Americal Management Company, Inc.,
Columbia Group & Larwin Group Companies

Born in New York City, Larry Weinberg enlisted in the army in World War II at age 17. He was wounded in 1944, awarded the Purple Heart and discharged in 1945 with 100% disability pension. He attended Cornell University, the University of Arizona and the University of California at Los Angeles.

In 1948, Mr. Weinberg founded the Larwin Company and served as CEO until retirement. Starting with four homes, the Larwin Company grew into the largest privately-owned housing company in the U.S. by the late 1960’s. Larwin merged into CNA Financial Corporation and continued as one of the three largest housing producers nationally, developing over 8,000 residential units annually.

In 1950, Weinberg founded Com-Air Products, Inc., which engaged in the design, manufacture and assembly of hydraulics, pneumatics and fuel assemblies for jet engines and airframes.

Mr. Weinberg is a former member of the Board of Directors of the NAHB, and a co-founder of the Master Home Builders Council and the National Council of Housing Producers. He is the former Vice-Chairman of the California State Housing Commission and has served as the former President-elect of the Building Industry Association. Mr. Weinberg served as a Member of the Executive Committee and the Board of Directors of CNA Financial Corporation from 1969-1980.

Mr. Weinberg was a major owner of the Portland Trail Blazers from 1970 to 1975 and the principal owner and CEO from 1975 to July 1988. The Trail Blazers won the NBA Championship in June 1977.

He served as the Chairman of the Board of Governors of the NBA from 1980-83.

​Mr.
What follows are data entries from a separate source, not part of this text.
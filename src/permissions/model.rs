//! Permission file model and resolved permissions.

use std::collections::BTreeSet;
use std::fmt;
use std::str::FromStr;

use serde::{Deserialize, Serialize};

use crate::error::ConfigError;

/// Statement operation subject to authorization.
#[derive(Debug, Clone, Copy, PartialEq, Eq, PartialOrd, Ord, Hash, Serialize, Deserialize)]
#[serde(try_from = "String", into = "String")]
pub enum Operation {
    Select,
    Insert,
    Update,
    Delete,
}

impl Operation {
    pub fn as_str(&self) -> &'static str {
        match self {
            Self::Select => "SELECT",
            Self::Insert => "INSERT",
            Self::Update => "UPDATE",
            Self::Delete => "DELETE",
        }
    }

    /// Whether row filters are spliced into statements of this kind.
    pub fn takes_row_filter(&self) -> bool {
        !matches!(self, Self::Insert)
    }
}

impl fmt::Display for Operation {
    fn fmt(&self, f: &mut fmt::Formatter<'_>) -> fmt::Result {
        f.write_str(self.as_str())
    }
}

impl FromStr for Operation {
    type Err = ConfigError;

    fn from_str(s: &str) -> Result<Self, Self::Err> {
        match s.trim().to_ascii_uppercase().as_str() {
            "SELECT" => Ok(Self::Select),
            "INSERT" => Ok(Self::Insert),
            "UPDATE" => Ok(Self::Update),
            "DELETE" => Ok(Self::Delete),
            other => Err(ConfigError::UnknownOperation(other.to_string())),
        }
    }
}

impl TryFrom<String> for Operation {
    type Error = ConfigError;

    fn try_from(value: String) -> Result<Self, Self::Error> {
        value.parse()
    }
}

impl From<Operation> for String {
    fn from(op: Operation) -> Self {
        op.as_str().to_string()
    }
}

/// The acting identity on whose behalf a statement runs.
#[derive(Debug, Clone, PartialEq, Eq, Hash, Serialize, Deserialize)]
pub struct Principal {
    /// Substituted into `{username}` and matched by role patterns.
    pub username: String,
    /// Preferred role key; matched before any role pattern.
    #[serde(default, skip_serializing_if = "Option::is_none")]
    pub user_type: Option<String>,
}

impl Principal {
    pub fn new(username: impl Into<String>) -> Self {
        Self {
            username: username.into(),
            user_type: None,
        }
    }

    pub fn with_user_type(mut self, user_type: impl Into<String>) -> Self {
        self.user_type = Some(user_type.into());
        self
    }
}

/// SQL dialect whose lexical rules statements are analysed with.
#[derive(Debug, Clone, Copy, PartialEq, Eq, Default, Serialize, Deserialize)]
#[serde(rename_all = "lowercase")]
pub enum SqlDialect {
    /// `#` comments, backtick identifiers, double-quoted strings.
    #[default]
    MySql,
    /// Double-quoted identifiers, dollar-quoted strings.
    #[serde(alias = "postgres", alias = "opengauss")]
    PostgreSql,
    Generic,
}

/// `global_settings` section of the permission file.
#[derive(Debug, Clone, PartialEq, Serialize, Deserialize)]
#[serde(default)]
pub struct GlobalSettings {
    /// When false every statement passes through unchanged.
    pub enabled: bool,
    /// Log each resolution and denial.
    pub log_checks: bool,
    /// Return detailed refusal reasons instead of `access_denied_message`.
    pub verbose_errors: bool,
    /// Refusal text used when `verbose_errors` is off.
    pub access_denied_message: String,
    /// Dialect of the statements being checked.
    pub sql_dialect: SqlDialect,
}

impl Default for GlobalSettings {
    fn default() -> Self {
        Self {
            enabled: true,
            log_checks: true,
            verbose_errors: true,
            access_denied_message: "You do not have permission to access this data".to_string(),
            sql_dialect: SqlDialect::default(),
        }
    }
}

/// `default_permission` section: what an unmatched (table, principal) gets.
#[derive(Debug, Clone, PartialEq, Serialize, Deserialize)]
pub struct DefaultPermission {
    /// Empty unless configured.
    #[serde(default)]
    pub allowed_operations: Vec<Operation>,
    /// Defaults to no columns, which makes unmatched tables inaccessible.
    #[serde(default = "no_columns")]
    pub allowed_columns: Option<Vec<String>>,
    /// Defaults to a predicate matching no row.
    #[serde(default = "deny_all_rows")]
    pub row_filter: Option<String>,
    #[serde(default)]
    pub forbidden_columns: Option<Vec<String>>,
}

fn no_columns() -> Option<Vec<String>> {
    Some(Vec::new())
}

fn deny_all_rows() -> Option<String> {
    Some(DENY_ALL_ROWS.to_string())
}

/// Predicate that matches no row.
pub const DENY_ALL_ROWS: &str = "1=0";

impl Default for DefaultPermission {
    fn default() -> Self {
        Self {
            allowed_operations: Vec::new(),
            allowed_columns: no_columns(),
            row_filter: deny_all_rows(),
            forbidden_columns: None,
        }
    }
}

/// One role entry under a table.
#[derive(Debug, Clone, PartialEq, Serialize, Deserialize)]
pub struct RoleRule {
    /// Matched exactly against the principal's user type.
    #[serde(default, skip_serializing_if = "Option::is_none")]
    pub user_type: Option<String>,
    /// Legacy fallback: regex matched against the start of the username.
    #[serde(default, skip_serializing_if = "Option::is_none")]
    pub role_pattern: Option<String>,
    /// Operations granted on the table.
    #[serde(default)]
    pub allowed_operations: Vec<Operation>,
    /// `None` allows every column, `Some([])` makes the table inaccessible.
    #[serde(default)]
    pub allowed_columns: Option<Vec<String>>,
    /// Denied even when `allowed_columns` would allow them.
    #[serde(default)]
    pub forbidden_columns: Option<Vec<String>>,
    /// May contain `{username}`, substituted at resolve time.
    #[serde(default)]
    pub row_filter: Option<String>,
}

/// Role entries for one table.
#[derive(Debug, Clone, PartialEq, Serialize, Deserialize)]
pub struct TablePermissions {
    /// Matched case-insensitively against unqualified table names.
    pub table: String,
    /// Tried in order; the first match wins within each matching pass.
    #[serde(default)]
    pub roles: Vec<RoleRule>,
}

/// The whole permission file.
#[derive(Debug, Clone, Default, PartialEq, Serialize, Deserialize)]
pub struct PermissionFile {
    #[serde(default)]
    pub global_settings: GlobalSettings,
    #[serde(default)]
    pub default_permission: DefaultPermission,
    #[serde(default)]
    pub permissions: Vec<TablePermissions>,
}

/// Which rule produced an [`EffectivePermission`].
#[derive(Debug, Clone, PartialEq, Eq, Serialize)]
#[serde(tag = "kind", content = "value", rename_all = "snake_case")]
pub enum PermissionSource {
    UserType(String),
    RolePattern(String),
    Default,
}

/// Permission of one principal on one table after rule matching.
#[derive(Debug, Clone, PartialEq, Serialize)]
pub struct EffectivePermission {
    pub allowed_operations: BTreeSet<Operation>,
    /// `None` means every column.
    pub allowed_columns: Option<Vec<String>>,
    /// Predicate with `{username}` already substituted.
    pub row_filter: Option<String>,
    pub forbidden_columns: Vec<String>,
    /// The rule that produced this permission.
    pub source: PermissionSource,
}

impl EffectivePermission {
    pub fn allows(&self, operation: Operation) -> bool {
        self.allowed_operations.contains(&operation)
    }

    /// `allowed_columns` is an explicit empty list.
    pub fn is_inaccessible(&self) -> bool {
        matches!(&self.allowed_columns, Some(cols) if cols.is_empty())
    }

    /// Forbidden list wins, then the allow list (absent means all).
    pub fn column_allowed(&self, column: &str) -> bool {
        if self
            .forbidden_columns
            .iter()
            .any(|c| c.eq_ignore_ascii_case(column))
        {
            return false;
        }
        match &self.allowed_columns {
            None => true,
            Some(cols) => cols.iter().any(|c| c.eq_ignore_ascii_case(column)),
        }
    }

    pub fn is_default(&self) -> bool {
        self.source == PermissionSource::Default
    }
}
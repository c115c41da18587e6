//! Verdict types shared by the detectors and the risk assessor.

use std::fmt;
use std::str::FromStr;

use chrono::{DateTime, Utc};
use serde::{Deserialize, Serialize};

use crate::error::ConfigError;
use crate::safety::injection::InjectionDetection;
use crate::safety::pii::PiiDetection;

/// Severity classification for a query or an output.
///
/// Variant order is load-bearing: aggregation takes the maximum.
#[derive(Debug, Clone, Copy, PartialEq, Eq, PartialOrd, Ord, Hash, Serialize, Deserialize)]
#[serde(rename_all = "lowercase")]
pub enum RiskLevel {
    Low,
    Medium,
    High,
    Critical,
}

impl RiskLevel {
    pub const ALL: [RiskLevel; 4] = [Self::Low, Self::Medium, Self::High, Self::Critical];

    pub fn as_str(&self) -> &'static str {
        match self {
            Self::Low => "low",
            Self::Medium => "medium",
            Self::High => "high",
            Self::Critical => "critical",
        }
    }
}

impl fmt::Display for RiskLevel {
    fn fmt(&self, f: &mut fmt::Formatter<'_>) -> fmt::Result {
        f.write_str(self.as_str())
    }
}

impl FromStr for RiskLevel {
    type Err = ConfigError;

    fn from_str(s: &str) -> Result<Self, Self::Err> {
        match s.trim().to_ascii_lowercase().as_str() {
            "low" => Ok(Self::Low),
            "medium" => Ok(Self::Medium),
            "high" => Ok(Self::High),
            "critical" => Ok(Self::Critical),
            other => Err(ConfigError::InvalidValue {
                key: "risk_level".to_string(),
                message: format!("unknown risk level '{other}'"),
            }),
        }
    }
}

/// Which check produced a [`SafetyCheckResult`].
#[derive(Debug, Clone, Copy, PartialEq, Eq, Hash, Serialize, Deserialize)]
#[serde(rename_all = "snake_case")]
pub enum SafetyCheckType {
    PiiDetection,
    SqlInjection,
    QueryComplexity,
    DataAccess,
    OutputFiltering,
}

/// Check-specific payload attached to a [`SafetyCheckResult`].
#[derive(Debug, Clone, PartialEq, Serialize)]
#[serde(tag = "kind", rename_all = "snake_case")]
pub enum CheckDetails {
    Pii {
        detections: Vec<PiiDetection>,
    },
    Injection {
        detections: Vec<InjectionDetection>,
    },
    Complexity {
        complexity_score: u32,
        max_complexity: u32,
        issues: Vec<String>,
        dangerous_operations: Vec<String>,
    },
    DataAccess {
        issues: Vec<String>,
    },
    Output {
        detections: Vec<PiiDetection>,
        /// Copy of the output with every detected span redacted.
        #[serde(skip_serializing_if = "Option::is_none")]
        filtered_output: Option<String>,
    },
}

/// One detector's verdict. Immutable once produced.
#[derive(Debug, Clone, PartialEq, Serialize)]
pub struct SafetyCheckResult {
    pub check_type: SafetyCheckType,
    /// Whether the detector found nothing to report.
    pub passed: bool,
    pub risk_level: RiskLevel,
    /// Detector confidence in `[0, 1]`.
    pub confidence: f64,
    /// Human-readable summary of what was found.
    pub message: String,
    pub details: CheckDetails,
    /// When the check ran.
    pub timestamp: DateTime<Utc>,
}

impl SafetyCheckResult {
    /// Build a result stamped with the current time. `confidence` is
    /// clamped into `[0, 1]`.
    pub fn new(
        check_type: SafetyCheckType,
        passed: bool,
        risk_level: RiskLevel,
        confidence: f64,
        message: impl Into<String>,
        details: CheckDetails,
    ) -> Self {
        Self {
            check_type,
            passed,
            risk_level,
            confidence: confidence.clamp(0.0, 1.0),
            message: message.into(),
            details,
            timestamp: Utc::now(),
        }
    }

    /// Redacted output text, present only on failed output checks.
    pub fn filtered_output(&self) -> Option<&str> {
        match &self.details {
            CheckDetails::Output {
                filtered_output, ..
            } => filtered_output.as_deref(),
            _ => None,
        }
    }

    /// JSON form with snake_case enum values and an RFC 3339 timestamp.
    pub fn to_json(&self) -> serde_json::Value {
        serde_json::to_value(self).unwrap_or(serde_json::Value::Null)
    }
}

/// Aggregate verdict over every check run for one query.
#[derive(Debug, Clone, PartialEq, Serialize)]
pub struct SafetyAssessment {
    /// Highest risk among failed checks, or `Low` when all passed.
    pub overall_risk: RiskLevel,
    pub passed_all: bool,
    /// One result per check, in run order.
    pub results: Vec<SafetyCheckResult>,
    /// Deduplicated advice, in the order it was first produced.
    pub recommendations: Vec<String>,
    /// Set when `overall_risk` is not allowed by the risk thresholds.
    pub blocked: bool,
    /// Present exactly when `blocked` is set.
    #[serde(skip_serializing_if = "Option::is_none")]
    pub block_reason: Option<String>,
    pub timestamp: DateTime<Utc>,
}

impl SafetyAssessment {
    /// The result produced by a given check, if it ran.
    pub fn result(&self, check_type: SafetyCheckType) -> Option<&SafetyCheckResult> {
        self.results.iter().find(|r| r.check_type == check_type)
    }

    /// Results of checks that did not pass.
    pub fn failed_checks(&self) -> impl Iterator<Item = &SafetyCheckResult> {
        self.results.iter().filter(|r| !r.passed)
    }

    /// JSON form with every result nested.
    pub fn to_json(&self) -> serde_json::Value {
        serde_json::to_value(self).unwrap_or(serde_json::Value::Null)
    }
}

/// Table metadata optionally supplied with a query.
#[derive(Debug, Clone, Default, PartialEq, Serialize, Deserialize)]
pub struct SchemaInfo {
    /// Tables the query may touch; matched against sensitive-table names.
    #[serde(default)]
    pub tables: Vec<TableInfo>,
}

/// One table of a [`SchemaInfo`].
#[derive(Debug, Clone, Default, PartialEq, Serialize, Deserialize)]
pub struct TableInfo {
    pub name: String,
    #[serde(default)]
    pub columns: Vec<String>,
}

impl SchemaInfo {
    /// Schema of bare table names without column lists.
    pub fn with_tables<I, S>(names: I) -> Self
    where
        I: IntoIterator<Item = S>,
        S: Into<String>,
    {
        Self {
            tables: names
                .into_iter()
                .map(|name| TableInfo {
                    name: name.into(),
                    columns: Vec::new(),
                })
                .collect(),
        }
    }
}

/// Caller-supplied context for a query assessment.
#[derive(Debug, Clone, Default, PartialEq, Serialize, Deserialize)]
pub struct AssessmentContext {
    /// Enables the sensitive-table part of the complexity check.
    #[serde(default, skip_serializing_if = "Option::is_none")]
    pub schema_info: Option<SchemaInfo>,
}

impl AssessmentContext {
    /// Context carrying only schema metadata.
    pub fn with_schema(schema_info: SchemaInfo) -> Self {
        Self {
            schema_info: Some(schema_info),
        }
    }
}
//! SQL injection pattern detection.

use regex::Regex;
use serde::Serialize;

use crate::config::InjectionConfidence;

/// Family a rule belongs to; decides the confidence tier of its matches.
#[derive(Debug, Clone, Copy, PartialEq, Eq, Hash, Serialize)]
#[serde(rename_all = "snake_case")]
pub enum InjectionFamily {
    /// Bare DDL/DML keyword presence.
    Keyword,
    /// `UNION [ALL] SELECT`.
    UnionSelect,
    /// Comment tokens that truncate the rest of a statement.
    Comment,
    /// Always-true predicates.
    Tautology,
    /// A second statement after `;`.
    StackedQuery,
    /// Time-based blind probes.
    Timing,
    /// Procedure or shell execution.
    Exec,
}

/// A single rule match.
#[derive(Debug, Clone, PartialEq, Serialize)]
pub struct InjectionDetection {
    /// Index of the rule in evaluation order.
    pub pattern_id: usize,
    pub family: InjectionFamily,
    pub matched_text: String,
    pub start: usize,
    pub end: usize,
    pub confidence: f64,
}

struct InjectionRule {
    regex: Regex,
    family: InjectionFamily,
}

/// Ordered list of case-insensitive, multiline, dot-all rules.
pub struct InjectionDetector {
    rules: Vec<InjectionRule>,
    confidence: InjectionConfidence,
}

impl InjectionDetector {
    pub fn new(confidence: InjectionConfidence) -> Self {
        use InjectionFamily::*;

        let rules = [
            (
                r"\b(?:UNION|SELECT|INSERT|UPDATE|DELETE|DROP|CREATE|ALTER|EXEC|EXECUTE)\b",
                Keyword,
            ),
            (r"\bUNION\s+(?:ALL\s+)?SELECT\b", UnionSelect),
            (r"--|#|/\*|\*/", Comment),
            (r"\bOR\b.*\b1\s*=\s*1\b|\bAND\b.*\b1\s*=\s*1\b", Tautology),
            (r"\bOR\b.*\bTRUE\b|\bAND\b.*\bTRUE\b", Tautology),
            (r"\bOR\s+'([^']*)'\s*=\s*'([^']*)'", Tautology),
            (r";\s*(?:DROP|DELETE|UPDATE|INSERT)\b", StackedQuery),
            (r"\bWAITFOR\s+DELAY\b", Timing),
            (r"\bBENCHMARK\s*\(", Timing),
            (r"\b(?:PG_)?SLEEP\s*\(", Timing),
            (r"\bXP_CMDSHELL\b", Exec),
            (r"\bSP_EXECUTESQL\b", Exec),
        ]
        .into_iter()
        .map(|(pattern, family)| InjectionRule {
            regex: Regex::new(&format!("(?ims){pattern}")).expect("valid injection regex"),
            family,
        })
        .collect();

        Self { rules, confidence }
    }

    /// Evaluate every rule and report all matches.
    ///
    /// Callers take the maximum confidence when deciding a risk level.
    pub fn detect(&self, query: &str) -> Vec<InjectionDetection> {
        let mut detections = Vec::new();

        for (pattern_id, rule) in self.rules.iter().enumerate() {
            for mat in rule.regex.find_iter(query) {
                detections.push(InjectionDetection {
                    pattern_id,
                    family: rule.family,
                    matched_text: mat.as_str().to_string(),
                    start: mat.start(),
                    end: mat.end(),
                    confidence: self.tier(rule.family),
                });
            }
        }

        detections
    }

    fn tier(&self, family: InjectionFamily) -> f64 {
        let c = &self.confidence;
        match family {
            InjectionFamily::Keyword => c.keyword,
            InjectionFamily::UnionSelect => c.union_select,
            InjectionFamily::Comment => c.comment,
            InjectionFamily::Tautology => c.tautology,
            InjectionFamily::StackedQuery => c.stacked_query,
            InjectionFamily::Timing => c.timing,
            InjectionFamily::Exec => c.exec,
        }
    }
}

impl Default for InjectionDetector {
    fn default() -> Self {
        Self::new(InjectionConfidence::default())
    }
}

/// Highest confidence among `detections`, if any.
pub fn max_confidence(detections: &[InjectionDetection]) -> Option<f64> {
    detections.iter().map(|d| d.confidence).reduce(f64::max)
}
Weinberg is the President Emeritus of the American Israel Public Affairs Committee (AIPAC) and served as its’ President/CEO and Chairman. Through his leadership, AIPAC grew into a national bi-partisan organization of Americans dedicated to strengthening US/Israel relations. He is the recipient of the Brotherhood Award of the National Conference of Christians and Jews.